A inizio o a metà mattinata, a chiusura del pranzo e, per alcuni, anche dopo cena. Il caffè non conosce orari e viene fruito praticamente da tutti, ragazzi e adulti. È un qualcosa che diamo quasi per scontato, un drink caldo e riconoscibile al quale fatichiamo a rinunciare e di cui siamo, tradizionalmente, anche abbastanza gelosi. Un prodotto così amato, consumato e condiviso di cui però, allo stesso tempo, fatichiamo a riconoscerne e valutarne la qualità. Perlomeno in maniera un po’ più approfondita.

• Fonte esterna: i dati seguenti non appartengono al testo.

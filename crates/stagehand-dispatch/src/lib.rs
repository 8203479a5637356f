//! Action resolution and filter chain dispatch for controller-based web
//! frameworks.
//!
//! `stagehand-dispatch` is the request-dispatch core that sits between a
//! router and application controllers. Given a controller, an action id and
//! the request parameters it:
//!
//! 1. resolves the id to an inline action or an object action,
//! 2. runs the controller's before-action hooks,
//! 3. builds the filter chain that applies to the action and runs it,
//!    binding the request parameters to the action's formal parameters,
//! 4. runs the after-action hooks over the captured output.
//!
//! It does not route URLs, render templates or speak HTTP. Failures carry
//! an HTTP status class ([`DispatchError::status`]) for the surrounding
//! framework to use.
//!
//! # Features
//!
//! - **Inline and object actions**: controller methods registered in a
//!   [`Methods`] table, or classes listed in an [`ActionMap`] and built by an
//!   [`ObjectFactory`]
//! - **Scoped filters**: `"accessControl - login"`, `{"class": "OutputCache + list", ...}`
//! - **Parameter binding**: typed [`Param`] descriptors instead of reflection
//! - **Hooks**: before/after action, on the controller and on the [`Dispatcher`]
//! - **Configuration**: filter lists and action maps from JSON or YAML
//!
//! # Example
//!
//! ```rust
//! use std::fmt::Write;
//! use serde_json::json;
//! use stagehand_dispatch::{Controller, Dispatcher, FilterDecl, Methods, Param};
//!
//! struct PostController {
//!     guest: bool,
//! }
//!
//! impl Controller for PostController {
//!     fn id(&self) -> &str {
//!         "post"
//!     }
//!
//!     fn methods() -> Methods<Self> {
//!         Methods::<Self>::new()
//!             .action("view", &[Param::required("id")], |_, out, args| {
//!                 let id: u64 = args.get(0)?;
//!                 write!(out, "post #{}", id)?;
//!                 Ok(())
//!             })
//!             .filter("accessControl", |chain, params| {
//!                 if !chain.controller().guest {
//!                     chain.run(params)?;
//!                 }
//!                 Ok(())
//!             })
//!     }
//!
//!     fn filters(&self) -> Vec<FilterDecl> {
//!         vec!["accessControl + view".into()]
//!     }
//! }
//!
//! let dispatcher = Dispatcher::<PostController>::new();
//! let params = json!({"id": 42}).as_object().cloned().unwrap();
//!
//! let result = dispatcher
//!     .run(&mut PostController { guest: false }, "view", &params)
//!     .unwrap();
//! assert_eq!(result.output(), Some("post #42"));
//!
//! let err = dispatcher
//!     .run(&mut PostController { guest: false }, "view", &Default::default())
//!     .unwrap_err();
//! assert_eq!(err.status(), 400);
//! ```
//!
//! # Logging
//!
//! The crate emits `tracing` events (resolution, filter runs, binding
//! rejections) and never installs a subscriber.

// Core modules
mod action;
mod chain;
mod config;
mod controller;
mod declaration;
mod dispatcher;
mod error;
mod factory;
mod filter;
mod hooks;
mod output;
mod params;

// Re-export core types
pub use action::{is_reserved, resolve, Action, ActionObject, RESERVED_ACTION_ID};

pub use chain::FilterChain;

pub use config::ControllerConfig;

pub use controller::{ActionFn, Controller, FilterFn, InlineMethod, Methods};

pub use declaration::{ActionMap, FilterDecl, FilterSpec, FilterTarget, ObjectSpec, Scope};

pub use dispatcher::{DispatchContext, Dispatched, Dispatcher, DispatcherBuilder};

pub use error::{BindError, ConfigError, DispatchError, DispatchResult};

pub use factory::{Component, ObjectFactory, Origin, Registry};

pub use filter::{Filter, FnFilter, InlineFilter};

pub use hooks::{AfterActionFn, BeforeActionFn, Hooks};

pub use output::OutputBuffer;

pub use params::{bind, is_composite, Args, Param, ParamKind, Params};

Il caffè è talmente insito, intrinseco, nella nostra cultura al punto che lo diamo quasi per scontato, presenza fissa nella routine di praticamente ognuno di noi. Ma proprio questa, chiamiamola, superficialità dettata dall’abitudine ci porta a non riconoscere quando un caffè è di qualità. E, allo stesso tempo, non capire quando invece è di bassa fattura.
Abituati ormai, nella maggior parte dei casi, a bere prodotti scadenti, crediamo che sia quello percepito ogni giorno il sapore autentico del caffè, ignorando e perdendoci aromi, sentori, odori e sapori che invece un buon espresso è capace di sprigionare.
Già, facile forse così a parole parlare di caffè più o meno buoni, ma nella pratica come possiamo riconoscere un prodotto di qualità?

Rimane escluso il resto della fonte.